Only YouTube videos show up in Google right?
One of the most common misconceptions in the world of video SEO is that if you want your video to be shown in Google, you need to upload it to YouTube.
This just isn’t the case. And this result from our friends at MoneyWeek proves it.
Here we have a video which has been embedded on the MoneyWeek website. Not only is this video coming up in the search results, it’s actually out ranking its YouTube equivalent.
By making sure it’s your own web page that appears, rather than YouTube, you’ll see a lot more targeted traffic heading your way:
- Videos have 41% higher click through rate than plain text results (Econsultancy)
- Using videos on site can increase search engine traffic by 157% (Attivio)
How did MoneyWeek do it?
They used a video sitemap.
A video sitemap is an XML feed which provides Google with information about the videos on your site. By providing Google with things like your video’s title and description it can better understand whether it is an appropriate result for a given search query.
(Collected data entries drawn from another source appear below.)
use bitvec::prelude::*;
use serde::{Deserialize, Serialize};
use std::collections::BTreeMap;

use crate::tree::{HuffmanNode, HuffmanTree};
use crate::Symbol;

/// Root-to-leaf path of every leaf in one tree; 0 is left, 1 is right.
#[derive(Debug, Clone, Default, PartialEq, Eq)]
pub struct CodeTable {
    codes: BTreeMap<Symbol, BitVec>,
}

impl CodeTable {
    pub fn build(tree: &HuffmanTree) -> Self {
        fn traverse(node: &HuffmanNode, v: &mut BitVec, codes: &mut BTreeMap<Symbol, BitVec>) {
            match node {
                HuffmanNode::Leaf { symbol, .. } => {
                    codes.insert(*symbol, v.clone());
                }
                HuffmanNode::Internal { left, right, .. } => {
                    v.push(false);
                    traverse(left, v, codes);
                    v.pop();

                    v.push(true);
                    traverse(right, v, codes);
                    v.pop();
                }
            }
        }

        let mut bv = BitVec::new();
        let mut codes = BTreeMap::new();
        // a lone sentinel root gets the empty code
        traverse(tree.root(), &mut bv, &mut codes);

        Self { codes }
    }

    pub fn get(&self, symbol: Symbol) -> Option<&BitSlice> {
        self.codes.get(&symbol).map(|bv| bv.as_bitslice())
    }

    pub fn code_len(&self, symbol: Symbol) -> Option<usize> {
        self.codes.get(&symbol).map(|bv| bv.len())
    }

    /// The code as a string of `0`s and `1`s.
    pub fn code_string(&self, symbol: Symbol) -> Option<String> {
        self.get(symbol)
            .map(|code| code.iter().by_vals().map(|b| if b { '1' } else { '0' }).collect())
    }

    pub fn len(&self) -> usize {
        self.codes.len()
    }

    pub fn is_empty(&self) -> bool {
        self.codes.is_empty()
    }

    pub fn iter(&self) -> impl Iterator<Item = (Symbol, &BitSlice)> + '_ {
        self.codes.iter().map(|(s, bv)| (*s, bv.as_bitslice()))
    }
}

#[derive(Serialize, Deserialize)]
pub struct SerializableCodeTable {
    codes: BTreeMap<Symbol, (usize, Box<[usize]>)>,
}

impl<'a> From<&'a CodeTable> for SerializableCodeTable {
    fn from(other: &'a CodeTable) -> Self {
        Self {
            codes: other
                .codes
                .iter()
                .map(|(k, v)| {
                    // serialize a BitVec as a pair of usize, Box<[usize]>
                    let len = v.len();
                    let slice = v.clone().into_boxed_bitslice().into_boxed_slice();

                    (*k, (len, slice))
                })
                .collect(),
        }
    }
}

impl From<SerializableCodeTable> for CodeTable {
    fn from(other: SerializableCodeTable) -> Self {
        Self {
            codes: other
                .codes
                .into_iter()
                .map(|(k, (len, bs))| {
                    let mut bv = BitBox::from_boxed_slice(bs).into_bitvec();
                    bv.resize(len, false);
                    (k, bv)
                })
                .collect(),
        }
    }
}
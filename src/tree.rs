use derivative::Derivative;
use tracing::trace;

use crate::frequency::FrequencyTable;
use crate::queue::PriorityQueue;
use crate::{Error, Result, Symbol};

#[derive(Debug, Clone, PartialEq, Eq)]
pub enum HuffmanNode {
    Leaf {
        symbol: Symbol,
        weight: u64,
    },
    Internal {
        left: Box<HuffmanNode>,
        right: Box<HuffmanNode>,
        weight: u64,
    },
}

impl HuffmanNode {
    pub fn leaf(symbol: Symbol, weight: u64) -> Self {
        HuffmanNode::Leaf { symbol, weight }
    }

    fn from_children(left: HuffmanNode, right: HuffmanNode) -> Self {
        HuffmanNode::Internal {
            weight: left.weight() + right.weight(),
            left: Box::new(left),
            right: Box::new(right),
        }
    }

    pub fn weight(&self) -> u64 {
        match self {
            HuffmanNode::Leaf { weight, .. } | HuffmanNode::Internal { weight, .. } => *weight,
        }
    }

    pub fn is_leaf(&self) -> bool {
        matches!(self, HuffmanNode::Leaf { .. })
    }

    pub fn symbol(&self) -> Option<Symbol> {
        match self {
            HuffmanNode::Leaf { symbol, .. } => Some(*symbol),
            HuffmanNode::Internal { .. } => None,
        }
    }

    pub fn left(&self) -> Option<&HuffmanNode> {
        match self {
            HuffmanNode::Internal { left, .. } => Some(left.as_ref()),
            HuffmanNode::Leaf { .. } => None,
        }
    }

    pub fn right(&self) -> Option<&HuffmanNode> {
        match self {
            HuffmanNode::Internal { right, .. } => Some(right.as_ref()),
            HuffmanNode::Leaf { .. } => None,
        }
    }

    pub fn leaf_count(&self) -> usize {
        match self {
            HuffmanNode::Leaf { .. } => 1,
            HuffmanNode::Internal { left, right, .. } => left.leaf_count() + right.leaf_count(),
        }
    }

    pub fn contains(&self, symbol: Symbol) -> bool {
        match self {
            HuffmanNode::Leaf { symbol: s, .. } => *s == symbol,
            HuffmanNode::Internal { left, right, .. } => {
                left.contains(symbol) || right.contains(symbol)
            }
        }
    }
}

/// A Huffman tree together with its total weight. Trees order by weight only,
/// which is all the priority queue needs from them.
#[derive(Debug, Clone, Derivative)]
#[derivative(PartialEq, Eq, PartialOrd, Ord)]
pub struct HuffmanTree {
    weight: u64,

    #[derivative(PartialEq = "ignore")]
    #[derivative(PartialOrd = "ignore")]
    #[derivative(Ord = "ignore")]
    root: HuffmanNode,
}

impl HuffmanTree {
    pub fn new(root: HuffmanNode) -> Self {
        Self {
            weight: root.weight(),
            root,
        }
    }

    pub fn leaf(symbol: Symbol, weight: u64) -> Self {
        Self::new(HuffmanNode::leaf(symbol, weight))
    }

    /// Joins two trees under a new internal node, `a` on the left.
    pub fn merge(a: HuffmanTree, b: HuffmanTree) -> Self {
        let weight = a.weight + b.weight;
        Self {
            weight,
            root: HuffmanNode::from_children(a.root, b.root),
        }
    }

    /// Builds the code tree for `table` plus one end-of-data leaf of weight 1.
    ///
    /// Leaves enter the queue in ascending byte order with the sentinel last,
    /// and the queue breaks weight ties first-in first-out, so the same counts
    /// always produce the same tree.
    pub fn from_frequencies(table: &FrequencyTable) -> Result<Self> {
        let mut queue = PriorityQueue::new();
        for (byte, count) in table.iter() {
            queue.insert(HuffmanTree::leaf(Symbol::from(byte), count))?;
        }
        queue.insert(HuffmanTree::leaf(Symbol::EOF, 1))?;

        while queue.len() > 1 {
            let a = queue.extract_min().ok_or(Error::QueueUnderflow)?;
            let b = queue.extract_min().ok_or(Error::QueueUnderflow)?;
            trace!(left = a.weight, right = b.weight, "merging trees");
            queue.insert(HuffmanTree::merge(a, b))?;
        }

        let tree = queue.extract_min().ok_or(Error::QueueUnderflow)?;
        trace!(weight = tree.weight, leaves = tree.leaf_count(), "built tree");
        Ok(tree)
    }

    pub fn weight(&self) -> u64 {
        self.weight
    }

    pub fn root(&self) -> &HuffmanNode {
        &self.root
    }

    pub fn into_root(self) -> HuffmanNode {
        self.root
    }

    pub fn leaf_count(&self) -> usize {
        self.root.leaf_count()
    }
}
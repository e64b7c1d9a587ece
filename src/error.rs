use std::io;

use thiserror::Error;

use crate::Symbol;

pub type Result<T> = std::result::Result<T, Error>;

#[derive(Error, Debug)]
pub enum Error {
    #[error("illegal argument ({0}): chunks range over 0..=255")]
    SymbolOutOfRange(i32),

    #[error("magic number not right: expected {expected:#010x}, found {found:#010x}")]
    BadMagic { expected: u32, found: u32 },

    #[error("corrupt header: symbol {0} is outside 0..=256")]
    InvalidSymbol(u32),

    #[error("corrupt header: tree nests deeper than {0} levels")]
    TreeTooDeep(usize),

    #[error("corrupt header: tree has no end-of-data leaf")]
    MissingEof,

    #[error("unexpected end of input file")]
    UnexpectedEof,

    #[error("chunk {0} has no code, the input changed between passes")]
    UnknownSymbol(Symbol),

    #[error("priority queue is full ({0} trees)")]
    QueueOverflow(usize),

    #[error("priority queue is empty")]
    QueueUnderflow,

    #[error(transparent)]
    Io(#[from] io::Error),
}
//! # huff
//!
//! Byte-oriented Huffman compression with a self-describing header.
//!
//! A compressed stream is a 32-bit magic number, the code tree in preorder,
//! one code per input byte, and finally the code of an end-of-data sentinel.
//! There is no length field; decoding stops at the sentinel.
//!
//! ```no_run
//! let bits = huff::encode_file("input.txt", "input.huff", false)?;
//! if bits > 0 {
//!     huff::decode_file("input.huff", "input.out")?;
//! }
//! # Ok::<(), huff::Error>(())
//! ```

use std::fs::{self, File};
use std::io::{BufReader, BufWriter, Seek, SeekFrom};
use std::path::Path;
use tracing::{debug, info};

pub mod bit_channel;
pub mod code_table;
pub mod decoder;
pub mod encoder;
mod error;
pub mod frequency;
pub mod header;
pub mod queue;
mod symbol;
pub mod tree;

pub use code_table::CodeTable;
pub use decoder::{decode, Decoder};
pub use encoder::{encode, Encoder};
pub use error::{Error, Result};
pub use frequency::{FrequencyCounter, FrequencyTable};
pub use symbol::Symbol;
pub use tree::{HuffmanNode, HuffmanTree};

/// Identifies a compressed stream.
pub const MAGIC_NUMBER: u32 = 0xface_8200;

/// Width of one input chunk.
pub const BITS_PER_WORD: u32 = 8;

/// Width of a symbol in the header: one more than a chunk, to fit the sentinel.
pub const BITS_PER_SYMBOL: u32 = BITS_PER_WORD + 1;

pub const BITS_PER_INT: u32 = 32;

/// Number of distinct chunk values.
pub const ALPHABET_SIZE: usize = 1 << BITS_PER_WORD;

/// Symbol value of the end-of-data sentinel.
pub const PSEUDO_EOF: u16 = 1 << BITS_PER_WORD;

/// Compresses the file at `input` into `output`.
///
/// Returns the compressed size in bits, or 0 without creating `output` when
/// compression would not save space and `force` is unset.
pub fn encode_file<P: AsRef<Path>, Q: AsRef<Path>>(input: P, output: Q, force: bool) -> Result<u64> {
    let mut reader = BufReader::new(File::open(input.as_ref())?);
    let encoder = Encoder::from_reader(&mut reader)?;

    if !encoder.should_write(force) {
        info!(
            path = %input.as_ref().display(),
            original = encoder.original_bits(),
            compressed = encoder.compressed_bits(),
            "not worth compressing"
        );
        return Ok(0);
    }

    reader.seek(SeekFrom::Start(0))?;
    let writer = BufWriter::new(File::create(output.as_ref())?);
    let bits = encoder.write(reader, writer)?;

    debug!(path = %output.as_ref().display(), bits, "compressed file");
    Ok(bits)
}

/// Decompresses the file at `input` into `output`.
///
/// The whole output is decoded in memory first; `output` is only created once
/// the end-of-data sentinel has been read, so a corrupt or truncated input
/// leaves nothing behind.
pub fn decode_file<P: AsRef<Path>, Q: AsRef<Path>>(input: P, output: Q) -> Result<u64> {
    let reader = BufReader::new(File::open(input.as_ref())?);
    let mut decoded = Vec::new();
    let bits = decode(reader, &mut decoded)?;

    fs::write(output.as_ref(), &decoded)?;
    debug!(path = %output.as_ref().display(), bits, "decompressed file");
    Ok(bits)
}

#[cfg(test)]
mod tests {
    use super::*;
    use proptest::prelude::*;
    use std::io::Cursor;
    use std::path::PathBuf;

    fn scratch_dir(name: &str) -> PathBuf {
        let dir = std::env::temp_dir().join(format!("huff-{}-{}", name, std::process::id()));
        fs::create_dir_all(&dir).unwrap();
        dir
    }

    fn round_trip(data: &[u8]) -> Vec<u8> {
        let mut packed = Vec::new();
        encode(&mut Cursor::new(data), &mut packed, true).unwrap();

        let mut out = Vec::new();
        let bits = decode(&packed[..], &mut out).unwrap();
        assert_eq!(bits, data.len() as u64 * 8);
        out
    }

    fn prefix_free(table: &CodeTable) -> bool {
        let codes: Vec<_> = table.iter().map(|(_, c)| c).collect();
        codes.iter().enumerate().all(|(i, a)| {
            codes
                .iter()
                .enumerate()
                .all(|(j, b)| i == j || !b.starts_with(*a))
        })
    }

    #[test]
    fn test_encode_decode() {
        let s = String::from(
            "This is a really long message, I sure do hope it encodes and decodes properly.",
        );
        let dec = String::from_utf8(round_trip(s.as_bytes())).unwrap();

        assert_eq!(dec, s);
    }

    #[test]
    fn every_byte_value() {
        let data: Vec<u8> = (0..=255u8).rev().chain(0..=255u8).collect();
        assert_eq!(round_trip(&data), data);
    }

    #[test]
    fn file_round_trip() {
        let dir = scratch_dir("file-round-trip");
        let (plain, packed, unpacked) = (dir.join("in.txt"), dir.join("in.huff"), dir.join("out.txt"));
        let text = "so much repetition, so much repetition, so much repetition\n".repeat(20);
        fs::write(&plain, &text).unwrap();

        let bits = encode_file(&plain, &packed, false).unwrap();
        assert!(bits > 0 && bits < text.len() as u64 * 8);
        assert_eq!(fs::metadata(&packed).unwrap().len(), (bits + 7) / 8);

        let bits = decode_file(&packed, &unpacked).unwrap();
        assert_eq!(bits, text.len() as u64 * 8);
        assert_eq!(fs::read_to_string(&unpacked).unwrap(), text);

        fs::remove_dir_all(&dir).unwrap();
    }

    #[test]
    fn file_not_worth_compressing() {
        let dir = scratch_dir("not-worth");
        let (plain, packed) = (dir.join("in.txt"), dir.join("in.huff"));
        fs::write(&plain, "teststr").unwrap();

        assert_eq!(encode_file(&plain, &packed, false).unwrap(), 0);
        assert!(!packed.exists());

        assert_eq!(encode_file(&plain, &packed, true).unwrap(), 104);
        assert!(packed.exists());

        fs::remove_dir_all(&dir).unwrap();
    }

    #[test]
    fn corrupt_file_leaves_no_output() {
        let dir = scratch_dir("corrupt");
        let (plain, packed, unpacked) = (dir.join("in.txt"), dir.join("in.huff"), dir.join("out.txt"));
        fs::write(&plain, "abracadabra abracadabra abracadabra").unwrap();
        encode_file(&plain, &packed, true).unwrap();

        let mut bytes = fs::read(&packed).unwrap();
        bytes.truncate(bytes.len() - 2);
        fs::write(&packed, &bytes).unwrap();
        assert!(matches!(decode_file(&packed, &unpacked), Err(Error::UnexpectedEof)));
        assert!(!unpacked.exists());

        bytes[1] = 0;
        fs::write(&packed, &bytes).unwrap();
        assert!(matches!(decode_file(&packed, &unpacked), Err(Error::BadMagic { .. })));
        assert!(!unpacked.exists());

        fs::remove_dir_all(&dir).unwrap();
    }

    #[test]
    fn missing_input_file() {
        let dir = scratch_dir("missing");
        let err = decode_file(dir.join("not_exist.txt"), dir.join("not_exist_1.txt")).unwrap_err();
        assert!(matches!(err, Error::Io(ref e) if e.kind() == std::io::ErrorKind::NotFound));

        fs::remove_dir_all(&dir).unwrap();
    }

    proptest! {
        #[test]
        fn forced_round_trip(data in proptest::collection::vec(any::<u8>(), 0..2048)) {
            prop_assert_eq!(round_trip(&data), data);
        }

        #[test]
        fn codes_prefix_free_and_weights_add_up(data in proptest::collection::vec(any::<u8>(), 0..1024)) {
            let counts: FrequencyTable = data.iter().copied().collect();
            prop_assert_eq!(counts.total(), data.len() as u64);

            let tree = HuffmanTree::from_frequencies(&counts).unwrap();
            prop_assert_eq!(tree.weight(), data.len() as u64 + 1);

            let leaves = tree.leaf_count() as u64;
            let expected = if leaves == 1 { 42 } else { 32 + 10 * leaves + (leaves - 1) };
            prop_assert_eq!(header::header_size(&tree), expected);

            prop_assert!(prefix_free(&CodeTable::build(&tree)));
        }

        #[test]
        fn size_estimate_matches_output(data in proptest::collection::vec(any::<u8>(), 0..512)) {
            let mut packed = Vec::new();
            let bits = encode(&mut Cursor::new(&data[..]), &mut packed, true).unwrap();
            prop_assert_eq!(packed.len() as u64, (bits + 7) / 8);
        }
    }
}
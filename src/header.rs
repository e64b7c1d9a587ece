//! The self-describing file header: a 32-bit magic number followed by the
//! code tree in preorder.
//!
//! ```text
//! [32 bits]  MAGIC_NUMBER
//! [tree]     per node one flag bit
//!              1 (leaf):     9-bit symbol, 0..=256
//!              0 (internal): left subtree, then right subtree
//! ```

use tracing::trace;

use crate::bit_channel::{BitSink, BitSource};
use crate::tree::{HuffmanNode, HuffmanTree};
use crate::{Error, Result, Symbol, BITS_PER_INT, BITS_PER_SYMBOL, MAGIC_NUMBER};

/// No tree built from 257 leaves is deeper than this.
pub const MAX_TREE_DEPTH: usize = 256;

/// Header length in bits, magic number included.
pub fn header_size(tree: &HuffmanTree) -> u64 {
    u64::from(BITS_PER_INT) + tree_size(tree.root())
}

pub fn tree_size(node: &HuffmanNode) -> u64 {
    match node {
        HuffmanNode::Leaf { .. } => 1 + u64::from(BITS_PER_SYMBOL),
        HuffmanNode::Internal { left, right, .. } => 1 + tree_size(left) + tree_size(right),
    }
}

/// Writes the magic number and `tree`, returning the number of bits written.
pub fn write_header<S: BitSink>(tree: &HuffmanTree, sink: &mut S) -> Result<u64> {
    sink.write_bits(BITS_PER_INT, MAGIC_NUMBER)?;
    write_tree(tree.root(), sink)?;
    Ok(header_size(tree))
}

fn write_tree<S: BitSink>(node: &HuffmanNode, sink: &mut S) -> Result<()> {
    match node {
        HuffmanNode::Leaf { symbol, .. } => {
            sink.write_bits(1, 1)?;
            sink.write_bits(BITS_PER_SYMBOL, u32::from(symbol.value()))?;
        }
        HuffmanNode::Internal { left, right, .. } => {
            sink.write_bits(1, 0)?;
            write_tree(left, sink)?;
            write_tree(right, sink)?;
        }
    }
    Ok(())
}

/// Checks the magic number and rebuilds the tree that follows it.
///
/// Weights are not stored in the header, so every node of the returned tree
/// has weight 0.
pub fn read_header<S: BitSource>(source: &mut S) -> Result<HuffmanTree> {
    let found = source.read_bits(BITS_PER_INT)?.ok_or(Error::UnexpectedEof)?;
    if found != MAGIC_NUMBER {
        return Err(Error::BadMagic {
            expected: MAGIC_NUMBER,
            found,
        });
    }

    let root = read_tree(source)?;
    if !root.contains(Symbol::EOF) {
        return Err(Error::MissingEof);
    }

    let tree = HuffmanTree::new(root);
    trace!(leaves = tree.leaf_count(), bits = header_size(&tree), "read header");
    Ok(tree)
}

/// Rebuilds one preorder-encoded tree, without a magic number in front.
pub fn read_tree<S: BitSource>(source: &mut S) -> Result<HuffmanNode> {
    read_node(source, 0)
}

fn read_node<S: BitSource>(source: &mut S, depth: usize) -> Result<HuffmanNode> {
    if depth > MAX_TREE_DEPTH {
        return Err(Error::TreeTooDeep(MAX_TREE_DEPTH));
    }

    match source.read_bits(1)?.ok_or(Error::UnexpectedEof)? {
        1 => {
            let value = source
                .read_bits(BITS_PER_SYMBOL)?
                .ok_or(Error::UnexpectedEof)?;
            let symbol = Symbol::new(value).ok_or(Error::InvalidSymbol(value))?;
            Ok(HuffmanNode::leaf(symbol, 0))
        }
        _ => {
            let left = read_node(source, depth + 1)?;
            let right = read_node(source, depth + 1)?;
            Ok(HuffmanNode::Internal {
                left: Box::new(left),
                right: Box::new(right),
                weight: 0,
            })
        }
    }
}
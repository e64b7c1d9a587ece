use serde::{Deserialize, Serialize};
use std::fmt;

use crate::PSEUDO_EOF;

/// One leaf label of a Huffman tree: an 8-bit chunk, or the end-of-data
/// sentinel that terminates every encoded body.
#[derive(Debug, Clone, Copy, PartialEq, Eq, PartialOrd, Ord, Hash, Serialize, Deserialize)]
#[serde(transparent)]
pub struct Symbol(u16);

impl Symbol {
    pub const EOF: Symbol = Symbol(PSEUDO_EOF);

    /// Returns `None` for values above the sentinel.
    pub fn new(value: u32) -> Option<Self> {
        match u16::try_from(value) {
            Ok(v) if v <= PSEUDO_EOF => Some(Self(v)),
            _ => None,
        }
    }

    pub const fn from_byte(byte: u8) -> Self {
        Self(byte as u16)
    }

    pub const fn value(self) -> u16 {
        self.0
    }

    pub fn is_eof(self) -> bool {
        self == Self::EOF
    }

    pub fn as_byte(self) -> Option<u8> {
        u8::try_from(self.0).ok()
    }
}

impl From<u8> for Symbol {
    fn from(byte: u8) -> Self {
        Self::from_byte(byte)
    }
}

impl fmt::Display for Symbol {
    fn fmt(&self, f: &mut fmt::Formatter<'_>) -> fmt::Result {
        match self.as_byte() {
            None => f.write_str("EOF"),
            Some(b) if b.is_ascii_graphic() => write!(f, "{:?}", b as char),
            Some(b) => write!(f, "{:#04x}", b),
        }
    }
}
The reason we often see YouTube videos in the search results is simply because Google automatically gets all the information it needs from YouTube meaning it can easily determine whether to show a particular video result.
SEO expert Phil Nottingham of Distilled told us, “YouTube is obviously the biggest video platform on earth. It’s a Google property so Google automatically get all the information from YouTube so YouTube videos will get indexed very very quickly. But, that doesn’t mean that they inherently have preference.”
But, there’s absolutely no reason you can’t provide Google with information about videos embedded on your own site – that’s exactly what a video sitemap is for.
Google then uses the information in your video sitemap to display the information and thumbnail whenever potential clients perform a search relevant to your content.
Does YouTube have a place in business video marketing?
Well, as Harriet Cummings, Copy Editor at Distilled puts it, “YouTube is like the Hotel California of websites – people never leave. It’s too easy to get distracted by all the great pieces of related content, going from one thing to the next until you forget what the heck you were after in the first place.”
If your aim is to increase sales of a particular product YouTube probably isn’t the best environment to put your video in. There’s just too many distractions – ads for other products, related video links – which reduce the likelihood of the viewer clicking through to buy your product.
On the other hand, the YouTube audience is vast. You can use it to raise brand awareness. But, remember that YouTube is a place people go to be entertained – often by hilarious cats – you need to bear this in mind when you post your vide content.
“Rather than thinking is (my video) going to rank better if I put it on YouTube or on my own website you should really think about the users themselves and work out what do you want the users to do.
If its the kind of video that’s there to improve your brand and raise awareness it might be OK for them to go to YouTube and view the video there. But if your video is tied to a specific action like a product video that’s going to help people purchase things on a page then putting it on YouTube is probably not the best option.
The question is do you want users on your site or do you want them on YouTube?”